The isolated yield of free tricin varies significantly among different taxa and plant tissues, ranging from less than 1 mg to a few grams per kilogram of plant material [1,2]. The flavone is usually isolated from plants by traditional flavonoid extraction techniques, i.e., through a combination of solvent extractions, liquid–liquid partitioning, and different chromatographic separation and purification methods [1]. Advanced techniques to reduce energy and solvent consumption and increase efficiency and selectivity have recently been developed [11]; however, overall yields of tricin isolation remain low. For example, Park et al. achieved a tricin yield of 0.0329 mg/g from rice hulls using enzymatic hydrolysis combined with high hydrostatic pressure compared to 0.0147 mg/g with conventional solvent extraction [12]. Other methods, such as alkaline extraction and weak acid extraction, yielded 1.1–1.7% and 6.3% tricin from grass lignin, respectively [13].

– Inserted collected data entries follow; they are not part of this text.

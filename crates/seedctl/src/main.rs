use std::path::Path;

use clap::Parser;
use tracing_subscriber::EnvFilter;

mod cli_args;
mod modules;

use crate::cli_args::Cli;
use crate::modules::seed::{print_credentials_table, run_seed, TEST_USERS};
use crate::modules::supabase::ServiceContext;

const SUPABASE_URL_ENV: &str = "SUPABASE_URL";
const SERVICE_ROLE_KEY_ENV: &str = "SUPABASE_SERVICE_ROLE_KEY";
const DEFAULT_ENV_FILE: &str = "../snsd-backend/.env";

#[tokio::main]
async fn main() -> anyhow::Result<()> {
    let cli = Cli::parse();
    init_logging(cli.verbose)?;
    load_env_file(cli.env_file.as_deref())?;

    let url = cli
        .url
        .clone()
        .or_else(|| std::env::var(SUPABASE_URL_ENV).ok())
        .filter(|value| !value.is_empty());
    let Some(url) = url else {
        anyhow::bail!("{SUPABASE_URL_ENV} not set; pass --url or add it to the env file");
    };
    let key = cli
        .service_role_key
        .clone()
        .or_else(|| std::env::var(SERVICE_ROLE_KEY_ENV).ok())
        .filter(|value| !value.is_empty());
    let Some(key) = key else {
        anyhow::bail!(
            "{SERVICE_ROLE_KEY_ENV} not set; pass --service-role-key or add it to the env file"
        );
    };
    ensure_secure_addr(&url, cli.insecure)?;

    let client = reqwest::Client::builder()
        .danger_accept_invalid_certs(cli.insecure)
        .build()?;
    let ctx = ServiceContext {
        client: &client,
        url: &url,
        service_role_key: &key,
    };

    run_seed(&ctx).await?;
    print_credentials_table(&TEST_USERS);

    Ok(())
}

fn ensure_secure_addr(addr: &str, allow_insecure: bool) -> anyhow::Result<()> {
    if addr.starts_with("http://") && !allow_insecure {
        anyhow::bail!("refusing to use http:// without --insecure");
    }
    Ok(())
}

// Process environment always wins; the file only fills in missing values.
fn load_env_file(path: Option<&str>) -> anyhow::Result<()> {
    match path {
        Some(path) => {
            dotenvy::from_path(path)
                .map_err(|err| anyhow::anyhow!("failed to load env file {path}: {err}"))?;
        }
        None => {
            if Path::new(DEFAULT_ENV_FILE).exists() {
                dotenvy::from_path(DEFAULT_ENV_FILE)?;
            }
        }
    }
    Ok(())
}

fn init_logging(verbosity: u8) -> anyhow::Result<()> {
    let filter = match verbosity {
        0 => "warn",
        1 => "info",
        _ => "debug",
    };
    tracing_subscriber::fmt()
        .with_env_filter(EnvFilter::try_new(filter)?)
        .with_target(false)
        .init();
    Ok(())
}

A few years ago, we identified tricin in the aqueous methanolic extracts of a few Huperzia species (family Lycopodiaceae) collected in Ecuador [14]. These plants, locally known with the vernacular names of trencillas or wamingas, grow in typical neotropical Andean ecosystems called páramos de pajonal, at altitudes varying from 2850 to 3600 m above sea level, where the average annual temperature is 7 °C and the UV radiation is very intense. The plants are employed by visionary healers (yachak) of Saraguro communities located since the times of the Incas in the Loja province in Southern Ecuador as purgative agents and, mixed with other plants, to obtain psychotropic preparations for performing magical-ritual ceremonies and for healing supernatural diseases, such as espanto (startle), susto (fright), mal aire (bad air), and shuka (evil eye) [15]. These effects have been attributed to a large presence of alkaloids in the plants [15]. The estimated content of tricin (1) using the UHPLC-UV-ESIMS method in the total flavonoid fraction of aqueous methanolic extracts of Huperzia aerial parts varied from 0.02% (w/w) in H. crassa (Humb. & Bonpl. ex Willd.) Rothm. to 0.28, 0.37, 0.57 and 2.74% (w/w) in H. kuesteri (Nessel) B. Øllg., H. espinosana B. Øllg., H. compacta (Hook.) Trevis., and H. brevifolia (Hook. & Grev.) Holub, respectively [14]. A lower amount of tricin than in H. brevifolia was also found in H. tetragona (Hook. & Grev.) Rothm, H. weberbaueri (Nessel) Holub, and H. columnaris B. Øllg. [15].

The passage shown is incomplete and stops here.